Unwillkürlich ist mir wieder die Diskussion beim Stoibär eingefallen, wo die Borniertheit mancher Raucher herrlich dokumentiert ist. Rücksichtsvoll sollen offenbar nur die Nichtraucher sein, damit die Raucher in ihren Grundrechten nicht eingeschränkt werden, freiwillige Rücksichtnahme wäre von vielen zu viel erwartet. Was genau die Bayerische Wirtshauskultur sein soll, muss wohl auch erstmal definiert werden, ehe man sie erhält.
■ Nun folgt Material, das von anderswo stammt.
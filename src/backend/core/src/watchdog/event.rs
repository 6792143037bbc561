//! Watchdog error events and the per-loop event log.

use chrono::{DateTime, Utc};
use parking_lot::Mutex;
use serde::Serialize;

use crate::resource::{Resource, ResourceId};
use crate::services::ServiceName;

/// Resource named by an event.
#[derive(Debug, Clone, PartialEq, Eq, Serialize)]
pub struct ResourceRef {
    pub name: String,
    pub id: ResourceId,
}

impl From<&Resource> for ResourceRef {
    fn from(resource: &Resource) -> Self {
        Self {
            name: resource.name.clone(),
            id: resource.id,
        }
    }
}

/// One problem found by a watchdog.
#[derive(Debug, Clone, PartialEq, Eq, Serialize)]
pub struct WatchdogErrorEvent {
    pub system: ServiceName,
    pub error: String,
    pub action: String,
    pub info: String,
    pub resource: Option<ResourceRef>,
    pub timestamp: DateTime<Utc>,
}

impl WatchdogErrorEvent {
    pub fn new(
        system: ServiceName,
        error: impl Into<String>,
        action: impl Into<String>,
        info: impl Into<String>,
        timestamp: DateTime<Utc>,
    ) -> Self {
        Self {
            system,
            error: error.into(),
            action: action.into(),
            info: info.into(),
            resource: None,
            timestamp,
        }
    }

    pub fn for_resource(mut self, resource: &Resource) -> Self {
        self.resource = Some(resource.into());
        self
    }
}

/// Append-only event list, always ordered by timestamp.
#[derive(Debug, Default)]
pub struct EventLog {
    events: Mutex<Vec<WatchdogErrorEvent>>,
}

impl EventLog {
    pub fn new() -> Self {
        Self::default()
    }

    /// Insert after any events with the same or earlier timestamp.
    pub fn push(&self, event: WatchdogErrorEvent) {
        let mut events = self.events.lock();
        let at = events.partition_point(|e| e.timestamp <= event.timestamp);
        events.insert(at, event);
    }

    pub fn extend(&self, events: impl IntoIterator<Item = WatchdogErrorEvent>) {
        for event in events {
            self.push(event);
        }
    }

    pub fn len(&self) -> usize {
        self.events.lock().len()
    }

    pub fn is_empty(&self) -> bool {
        self.len() == 0
    }

    pub fn snapshot(&self) -> Vec<WatchdogErrorEvent> {
        self.events.lock().clone()
    }
}
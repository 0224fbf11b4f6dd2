//! Build identification reported to clients.
//!
//! Git metadata is injected by `build.rs` through vergen. Builds outside a
//! git checkout fall back to `unknown`.

/// Package version from Cargo.toml.
pub const PKG_VERSION: &str = env!("CARGO_PKG_VERSION");

/// Git branch at build time, or "unknown" if unavailable.
pub const GIT_BRANCH: &str = match option_env!("VERGEN_GIT_BRANCH") {
    Some(branch) => branch,
    None => "unknown",
};

/// Git commit SHA at build time, or "unknown" if unavailable.
pub const GIT_SHA: &str = match option_env!("VERGEN_GIT_SHA") {
    Some(sha) => sha,
    None => "unknown",
};

const GIT_DIRTY: Option<&str> = option_env!("VERGEN_GIT_DIRTY");

/// Whether the working tree was dirty at build time.
pub fn git_dirty() -> bool {
    GIT_DIRTY == Some("true")
}

/// The `library_version` string served by every model info route,
/// e.g. `0.1.0+main.abc1234` or `0.1.0+main.abc1234.dirty`.
pub fn version_string() -> String {
    format_version(PKG_VERSION, GIT_BRANCH, GIT_SHA, git_dirty())
}

fn format_version(version: &str, branch: &str, sha: &str, dirty: bool) -> String {
    let short_sha = sha.get(..7).unwrap_or(sha);
    let suffix = if dirty { ".dirty" } else { "" };
    format!("{version}+{branch}.{short_sha}{suffix}")
}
Auf diese Seite verweisen die meisten geschlossenen Gesellschaften…

Von Alex

Einst habe ich an der Universität in Würzburg studiert, jetzt bin ich Lehrer. Mein Lieblingszitat stammt aus dem grandiosen österreichischen Film Poppitz: „Dänkn däaf mass, soogn liaba neet“ – schließlich sind zumindest die Gedanken frei – wer es nicht verstanden hat: „Denken darf man es, sagen besser nicht“

10 Kommentare

  1. Der Fehler war, das Rauchverbot im Winter einzuführen. Ein Stichtag 1.7. hätte bei weitem nicht zu so einem Trara geführt. Den ganzen Sommer hätten die Leute im Freien geraucht und bis zum Winter hätte man sich längst daran gewohnt.

  2. Wahrscheinlich auch das. Ich empfinde als Hauptproblem die uneinheitliche Regelung auf Länderebene, so dass immer einer sagen kann, die machen aber…, die dürfen aber…
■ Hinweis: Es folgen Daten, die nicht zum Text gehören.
//! Inference engines.
//!
//! A [`Predictor`] runs the actual model work behind an endpoint: plain
//! prediction, saliency interpretation and adversarial attacks. Endpoints
//! only validate, cache and dispatch; they never inspect or recover from
//! engine failures.
//!
//! # Example
//!
//! ```ignore
//! struct Echo;
//!
//! #[async_trait]
//! impl Predictor for Echo {
//!     fn name(&self) -> &str { "echo" }
//!
//!     async fn predict(&self, inputs: &Value) -> EngineResult<Value> {
//!         Ok(json!({ "echo": inputs }))
//!     }
//! }
//! ```

mod remote;

pub use remote::RemoteEngine;

use async_trait::async_trait;
use serde_json::Value;

use crate::types::{AttackRequest, Attacker, Interpreter};

/// Errors raised by an engine.
///
/// Cloneable so a single failure can be handed to every caller that was
/// waiting on the same computation.
#[derive(Debug, Clone, PartialEq, Eq, thiserror::Error)]
pub enum EngineError {
    #[error("HTTP error: {0}")]
    Http(String),

    #[error("engine API error ({status}): {message}")]
    Api { status: u16, message: String },

    #[error("invalid engine response: {0}")]
    InvalidResponse(String),

    #[error("operation not implemented: {0}")]
    NotImplemented(&'static str),

    #[error("{0}")]
    Failed(String),
}

/// Result type alias for engine calls.
pub type EngineResult<T> = std::result::Result<T, EngineError>;

/// The model work behind one endpoint.
#[async_trait]
pub trait Predictor: Send + Sync {
    /// Engine name for logging/debugging.
    fn name(&self) -> &str;

    /// Run the model on `inputs`.
    async fn predict(&self, inputs: &Value) -> EngineResult<Value>;

    /// Assign saliency scores to the inputs of a prediction.
    async fn interpret(&self, _interpreter: Interpreter, _inputs: &Value) -> EngineResult<Value> {
        Err(EngineError::NotImplemented("interpret"))
    }

    /// Perturb the inputs to change the model's prediction.
    async fn attack(&self, _attacker: Attacker, _request: &AttackRequest) -> EngineResult<Value> {
        Err(EngineError::NotImplemented("attack"))
    }
}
  3. Die Frage ist, wer „hohl und borniert“ ist: Diejenigen, die jeden Mist den irgendwelche Lobbyisten einführen, gut finden, oder diejenigen, die sich gegen diesen völlig unsinnigen Verbotswahn zur Wehr setzen.
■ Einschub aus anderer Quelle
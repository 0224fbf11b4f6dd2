//! Memoizing response cache for endpoint operations.
//!
//! [`ResponseCache`] maps a [`Fingerprint`] to the JSON result an engine
//! produced for it. Each model endpoint owns one cache per operation kind;
//! caches are never shared between endpoints.
//!
//! # Semantics
//!
//! - [`ResponseCache::get_or_compute`] runs the compute future only when the
//!   fingerprint is absent, and reports whether the call was a hit.
//! - Concurrent callers for the same absent fingerprint are coalesced: the
//!   compute future runs once and every caller receives its result.
//! - Failed computations are neither stored nor counted.
//! - Eviction is least-recently-used once `max_entries` is exceeded. Every
//!   insert applies pending maintenance before returning, so the entry
//!   count never stays above capacity and an evicted key is a miss on the
//!   very next call.
//! - `max_entries = 0` allocates no storage: every call is a miss.

use std::future::Future;
use std::sync::Arc;
use std::sync::atomic::{AtomicU64, Ordering};

use moka::future::Cache;
use moka::policy::EvictionPolicy;
use serde::Serialize;
use serde_json::Value;

use super::Fingerprint;

/// Default maximum number of entries per cache.
pub const DEFAULT_MAX_ENTRIES: u64 = 1024;

/// Configuration for a response cache.
///
/// ```rust
/// # use exhibit::cache::CacheConfig;
/// let config = CacheConfig::new().max_entries(256);
/// assert_eq!(config.max_entries, 256);
/// ```
#[derive(Debug, Clone, PartialEq, Eq)]
pub struct CacheConfig {
    /// Maximum number of cached entries. Default: 1,024. Zero disables storage.
    pub max_entries: u64,
}

impl Default for CacheConfig {
    fn default() -> Self {
        Self {
            max_entries: DEFAULT_MAX_ENTRIES,
        }
    }
}

impl CacheConfig {
    pub fn new() -> Self {
        Self::default()
    }

    /// A configuration that never stores anything.
    pub fn disabled() -> Self {
        Self { max_entries: 0 }
    }

    /// Set the maximum number of cached entries.
    pub fn max_entries(mut self, n: u64) -> Self {
        self.max_entries = n;
        self
    }
}

/// Point-in-time cache counters.
#[derive(Debug, Clone, Copy, PartialEq, Eq, Serialize)]
pub struct CacheStats {
    pub hits: u64,
    pub misses: u64,
    pub entries: u64,
    pub capacity: u64,
}

/// Bounded LRU cache of JSON results keyed on request fingerprints.
pub struct ResponseCache {
    /// `None` when the configured capacity is zero.
    cache: Option<Cache<Fingerprint, Value>>,
    capacity: u64,
    hits: AtomicU64,
    misses: AtomicU64,
}

impl ResponseCache {
    /// Create a new response cache with the given configuration.
    pub fn new(config: &CacheConfig) -> Self {
        let cache = (config.max_entries > 0).then(|| {
            Cache::builder()
                .max_capacity(config.max_entries)
                .eviction_policy(EvictionPolicy::lru())
                .build()
        });
        Self {
            cache,
            capacity: config.max_entries,
            hits: AtomicU64::new(0),
            misses: AtomicU64::new(0),
        }
    }

    /// Return the cached result for `fingerprint`, computing it on a miss.
    ///
    /// The boolean is `true` when the result came from storage. `compute` is
    /// only called on a miss, and at most once per fingerprint across
    /// concurrent callers. Errors propagate unchanged and leave both the
    /// cache and its counters untouched.
    pub async fn get_or_compute<F, Fut, E>(
        &self,
        fingerprint: Fingerprint,
        compute: F,
    ) -> Result<(Value, bool), E>
    where
        F: FnOnce() -> Fut,
        Fut: Future<Output = Result<Value, E>>,
        E: Clone + Send + Sync + 'static,
    {
        let Some(cache) = &self.cache else {
            let value = compute().await?;
            self.misses.fetch_add(1, Ordering::Relaxed);
            return Ok((value, false));
        };

        let entry = cache
            .entry(fingerprint)
            .or_try_insert_with(async move { compute().await })
            .await
            .map_err(|err: Arc<E>| (*err).clone())?;

        let hit = !entry.is_fresh();
        if hit {
            self.hits.fetch_add(1, Ordering::Relaxed);
        } else {
            self.misses.fetch_add(1, Ordering::Relaxed);
            // Apply queued reads, then this insert, so capacity holds and
            // the least recently used entry is the one evicted.
            cache.run_pending_tasks().await;
        }
        Ok((entry.into_value(), hit))
    }

    /// Whether a result is currently stored for `fingerprint`.
    ///
    /// Does not count as an access for eviction purposes.
    pub fn contains(&self, fingerprint: &Fingerprint) -> bool {
        self.cache
            .as_ref()
            .is_some_and(|cache| cache.contains_key(fingerprint))
    }

    /// Apply deferred maintenance (pending evictions and recency updates).
    pub async fn run_pending_tasks(&self) {
        if let Some(cache) = &self.cache {
            cache.run_pending_tasks().await;
        }
    }

    /// Remove every entry and reset the counters.
    pub async fn clear(&self) {
        if let Some(cache) = &self.cache {
            cache.invalidate_all();
            cache.run_pending_tasks().await;
        }
        self.hits.store(0, Ordering::Relaxed);
        self.misses.store(0, Ordering::Relaxed);
    }

    pub fn hits(&self) -> u64 {
        self.hits.load(Ordering::Relaxed)
    }

    pub fn misses(&self) -> u64 {
        self.misses.load(Ordering::Relaxed)
    }

    /// Configured capacity.
    pub fn capacity(&self) -> u64 {
        self.capacity
    }

    /// Number of stored entries.
    pub fn len(&self) -> u64 {
        self.cache.as_ref().map_or(0, |cache| cache.entry_count())
    }

    pub fn is_empty(&self) -> bool {
        self.len() == 0
    }

    pub fn stats(&self) -> CacheStats {
        CacheStats {
            hits: self.hits(),
            misses: self.misses(),
            entries: self.len(),
            capacity: self.capacity,
        }
    }
}

impl Default for ResponseCache {
    fn default() -> Self {
        Self::new(&CacheConfig::default())
    }
}

#[cfg(test)]
mod tests {
    use super::*;
    use crate::types::OperationKind;
    use serde_json::json;

    fn fp(payload: &str) -> Fingerprint {
        Fingerprint::new(OperationKind::Predict, None, payload.as_bytes())
    }

    #[test]
    fn cache_config_defaults() {
        assert_eq!(CacheConfig::default().max_entries, 1024);
        assert_eq!(CacheConfig::disabled().max_entries, 0);
    }

    #[tokio::test]
    async fn miss_then_hit() {
        let cache = ResponseCache::default();

        let (v, hit) = cache
            .get_or_compute(fp("a"), || async { Ok::<_, String>(json!({"n": 1})) })
            .await
            .unwrap();
        assert_eq!(v, json!({"n": 1}));
        assert!(!hit);

        let (v, hit) = cache
            .get_or_compute(fp("a"), || async { Ok::<_, String>(json!({"n": 2})) })
            .await
            .unwrap();
        assert_eq!(v, json!({"n": 1}));
        assert!(hit);

        assert_eq!(cache.hits(), 1);
        assert_eq!(cache.misses(), 1);
    }

    #[tokio::test]
    async fn clear_resets_entries_and_counters() {
        let cache = ResponseCache::default();
        cache
            .get_or_compute(fp("a"), || async { Ok::<_, String>(json!(1)) })
            .await
            .unwrap();
        cache
            .get_or_compute(fp("a"), || async { Ok::<_, String>(json!(1)) })
            .await
            .unwrap();

        cache.clear().await;

        assert!(!cache.contains(&fp("a")));
        assert_eq!(cache.stats().hits, 0);
        assert_eq!(cache.stats().misses, 0);
    }

    #[tokio::test]
    async fn disabled_cache_reports_zero_capacity() {
        let cache = ResponseCache::new(&CacheConfig::disabled());
        assert_eq!(cache.capacity(), 0);
        assert!(cache.is_empty());
    }
}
    Zum Glück sind die Bayern noch nicht so angestumpft dass sie sich jeden unsinnigen Blödsinn bieten lassen.

  4. ha, ich weiss noch wo wir im tiefsten Bayern im urtümlichsten Wirtshaus eine rauchen wollten und wieder rausgeschickt wurden, das war 1997 glaub ich…Verbotswahn – sehr lustig, wirklich. Toll die ganzen qualmenden Robin Hoods. Wenigstens haben die noch ein wenig Durchblick im Schilderwald 😉 Spinner…

  5. Lobbyisten…ha, ich würde eher sagen die haben das Rauchen eingeführt; aber bekanntermassen reduziert Rauchen ja (mindestens kurzfristig) die Hirnleistung..wohl grad erst gezogen?

  6. Über die Bemerkung mit den Lobbyisten, die das Rauchen verbieten wollten, musste ich auch schmunzeln. Welche Lobby vertreten die? Die der Lungenfachärzte?

    Als ehemaliger Raucher und heutiger Gelegenheitsraucher sehe ich das so, dass es keine andere Möglichkeit als ein Nichtraucherschutzgesetz gibt, da auf freiwillige Rücksichtnahme nie gesetzt werden konnte und kann, da sich jeder Raucher bisher persönlich angegriffen sah, wenn man während des Essens darum gebeten hat, nicht zu rauchen. Wo das funktionieren soll, möge mir bitte jemand zeigen.

    Und diese haarsträubenden Vergleiche an jeder Ecke… Wenn mir das Bier nicht passt, gehe ich nicht rein, wenn geraucht wird, gehe ich nicht rein. Den Wirt möchte ich sehen, der sein Lokal zum Nichtraucherlokal macht, während der daneben fleißig weiterqualmen lässt.
    Was ist so schlimm daran, zum Rauchen mal eben vor die Tür zu gehen, wenn es die Sucht verlangt. Diese Möglichkeit hatte der Nichtraucher nie, er war dem Dunst ausgesetzt. Zur Wirtshauskultur gehört das mit Sicherheit nicht.

    Langes Argumentieren hat bei den Club-Hanseln aber keinen Sinn, der nötige Weitblick fehlt den meisten.

  7. Oh die großen Bayern. Die Franken sind da wesentlich weiter und meinen nicht, mit einer Grundrechtedebatte dafür zu kämpfen, dass doch andere mal schln tolerant sein sollen, selbst aber an jeder Ecke geraucht werden muss, um die Kultur und die Grundrechte zu wahren.